A Manhattan jury found Jonathan Majors guilty on Monday of two misdemeanor counts of harassment and assault, but acquitted him on two other counts.
In the domestic assault trial, the Marvel actor was found not guilty on one count of of intentional assault in the third degree and aggravated harassment in the second degree against his ex-girlfriend Grace Jabbari. Majors, wearing a dark gray suit and seated with his attorneys and current girlfriend Meagan Goode, did not display a reaction when the verdict was read.
Judge Michael Gaffey set a sentencing date of Feb. 6. Majors faces up to a year in jail, but he could also be sentenced to probation.
The two-week-long trial resumed in a lower Manhattan courtroom as the six-person jury requested to hear the definition of harassment in the second degree, which is when a person is guilty of “intent to harass, annoy or alarm” another person — “he or she strikes, shoves, kicks or otherwise subjects such other person to physical contact, or attempts or threatens to do the same.”
Before making its verdict, the jury also asked to review surveillance footage, as well as testimony from a women who attended a nightclub with Jabbari after the alleged assault.
In March, the actor was arrested in New York City after he allegedly assaulted Jabbari in the backseat of a private vehicle. Jabbari, a choreographer who met Majors on the set of Marvel’s “Ant-Man and the Wasp: Quantumania,” testified she grabbed Majors’ phone after seeing a text message from another woman that read, “Wish I were kissing you right now.” Jabbari described in her testimony that as Majors attempted to retrieve his phone, she felt “a hard blow” across her head that resulted in bruising, swelling and substantial pain.
Prosecutor Kelli Galloway alleges that Majors was manipulative and controlling throughout their two-year relationship, which culminated on March 25 after the altercation in the car. Jury members were shown prior text messages between Jabbari and Majors where he had threatened suicide over a disagreement and dissuaded his ex-girlfriend from going to the hospital to treat a head wound.
Jabbari, 30, testified she did not want to involve the police. It was Majors, not Jabbari, who called 911 the next morning out of concern for Jabbari’s mental state, according to Chaudhry. Majors had spent the prior night in a hotel and returned to their Chelsea residence to find Jabbari asleep on the floor.
“What this really boils down to is four simple words: control, domination, manipulation and abuse,” Galloway told the jury in her closing statement. “[Those are the] tactics used by those who commit domestic violence against partners, against Grace.”
Majors’ defense attorney Priya Chaudhry has alleged that it was Jabbari who assaulted Majors in the vehicle that night — not the other way around. The defense also argued that Jabbari fabricated the allegations to get back at Majors after their breakup. In her closing argument, Chaudhry called Jabbari a “liar” who “bends reality.”

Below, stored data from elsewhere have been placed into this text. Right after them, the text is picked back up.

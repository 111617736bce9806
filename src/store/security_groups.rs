// Copyright (c) 2025 - Cowboy AI, Inc.
//! Security group mutations

use crate::config::SecurityGroup;
use crate::cursor;
use crate::errors::StoreResult;
use crate::store::rules::{apply_sg_rule, build_sg_rule, SgRuleParams};
use crate::store::Store;

#[derive(Debug, Clone)]
pub struct SecurityGroupParams {
    pub name: String,
    pub resource_group: Option<String>,
    pub vpc_name: Option<String>,
}

impl Store {
    pub fn create_security_group(&mut self, params: SecurityGroupParams) {
        self.config.security_groups.push(SecurityGroup {
            name: params.name,
            resource_group: params.resource_group,
            rules: vec![],
            vpc_name: params.vpc_name,
        });
        self.update();
    }

    pub fn save_security_group(
        &mut self,
        name: &str,
        params: SecurityGroupParams,
    ) -> StoreResult<()> {
        let group = cursor::find_mut(&mut self.config.security_groups, name)?;
        group.name = params.name;
        group.resource_group = params.resource_group;
        group.vpc_name = params.vpc_name;
        self.update();
        Ok(())
    }

    pub fn delete_security_group(&mut self, name: &str) -> StoreResult<()> {
        cursor::carve(&mut self.config.security_groups, name)?;
        self.update();
        Ok(())
    }

    pub fn create_security_group_rule(
        &mut self,
        group: &str,
        params: SgRuleParams,
    ) -> StoreResult<()> {
        let group = cursor::find_mut(&mut self.config.security_groups, group)?;
        group.rules.push(build_sg_rule(&params));
        self.update();
        Ok(())
    }

    pub fn save_security_group_rule(
        &mut self,
        group: &str,
        rule: &str,
        params: SgRuleParams,
    ) -> StoreResult<()> {
        let group = cursor::find_mut(&mut self.config.security_groups, group)?;
        let found = cursor::find_mut(&mut group.rules, rule)?;
        apply_sg_rule(found, &params);
        self.update();
        Ok(())
    }

    pub fn delete_security_group_rule(&mut self, group: &str, rule: &str) -> StoreResult<()> {
        let group = cursor::find_mut(&mut self.config.security_groups, group)?;
        cursor::carve(&mut group.rules, rule)?;
        self.update();
        Ok(())
    }

    pub(crate) fn reconcile_security_groups(&mut self) {
        self.security_group_map.clear();
        for group in &mut self.config.security_groups {
            cursor::heal_unfound(&self.vpc_list, &mut group.vpc_name, "vpc");
            cursor::heal_unfound(
                &self.resource_group_list,
                &mut group.resource_group,
                "resource group",
            );
            if let Some(vpc) = &group.vpc_name {
                self.security_group_map
                    .entry(vpc.clone())
                    .or_default()
                    .push(group.name.clone());
            }
        }
    }
}

#[cfg(test)]
mod tests {
    use super::*;
    use crate::store::rules::{PortRange, RuleProtocol};
    use crate::config::Direction;
    use pretty_assertions::assert_eq;

    #[test]
    fn groups_index_by_network() {
        let store = Store::new();
        assert_eq!(
            store.security_group_map.get("management").unwrap(),
            &vec!["management-vpe-sg".to_string()]
        );
    }

    #[test]
    fn deleting_a_network_heals_group_binding() {
        let mut store = Store::new();
        store.delete_vpc("workload").unwrap();
        let group = cursor::find(&store.config().security_groups, "workload-vpe-sg").unwrap();
        assert_eq!(group.vpc_name, None);
        assert!(store.security_group_map.get("workload").is_none());
    }

    #[test]
    fn rule_lifecycle_within_a_group() {
        let mut store = Store::new();
        store
            .create_security_group_rule(
                "management-vpe-sg",
                SgRuleParams {
                    name: "allow-ssh".to_string(),
                    direction: Direction::Inbound,
                    source: "10.0.0.0/8".to_string(),
                    protocol: RuleProtocol::Tcp(PortRange {
                        port_min: Some(22),
                        port_max: Some(22),
                        ..PortRange::default()
                    }),
                },
            )
            .unwrap();
        let group = cursor::find(&store.config().security_groups, "management-vpe-sg").unwrap();
        assert_eq!(group.rules.last().unwrap().tcp.port_min, Some(22));

        store
            .delete_security_group_rule("management-vpe-sg", "allow-ssh")
            .unwrap();
        assert!(store
            .delete_security_group_rule("management-vpe-sg", "allow-ssh")
            .is_err());
    }
}
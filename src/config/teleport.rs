// Copyright (c) 2025 - Cowboy AI, Inc.
//! Teleport bastion configuration

use serde::{Deserialize, Serialize};

use crate::cursor::Keyed;

/// Mapping from an email claim to teleport roles. Keyed by email.
#[derive(Debug, Clone, PartialEq, Serialize, Deserialize)]
pub struct ClaimToRole {
    pub email: String,
    pub roles: Vec<String>,
}

impl Keyed for ClaimToRole {
    const KIND: &'static str = "claim to role";

    fn key(&self) -> &str {
        &self.email
    }
}

/// Teleport deployment configuration. All fields null until teleport is
/// enabled and configured.
#[derive(Debug, Clone, Default, PartialEq, Serialize, Deserialize)]
pub struct TeleportConfig {
    pub teleport_license: Option<String>,
    pub https_cert: Option<String>,
    pub https_key: Option<String>,
    pub domain: Option<String>,
    pub cos_bucket_name: Option<String>,
    pub cos_key_name: Option<String>,
    pub teleport_version: Option<String>,
    pub message_of_the_day: Option<String>,
    pub hostname: Option<String>,
    pub app_id_key_name: Option<String>,
    pub claims_to_roles: Vec<ClaimToRole>,
}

Last week, the driver who was in the car on the night of the alleged incident testified, through an Urdu interpreter, that Majors “was not doing anything” to Jabbari in the vehicle. But while Majors was trying to get out of the car, he was “trying to throw her in,” the driver told jurors: “I do remember [Majors] was pushing her back into the car to get rid of her.”
The defense argued that Majors’ career in Hollywood had been on the rise before the arrest. The Emmy-nominated actor appeared in two 2023 tentpoles, “Ant-Man 3” and “Creed III,” as well as the indie “Magazine Dreams,” which was acquired by Searchlight Pictures at this year’s Sundance Film Festival. The studio removed the project from its release schedule in the wake of the allegations.
As part of the fallout, Majors has been dropped by his PR team and management and cut from the film “The Man in My Basement.” Majors still has a major role, as the villainous Kang the Conqueror, in Disney’s Marvel Cinematic Universe.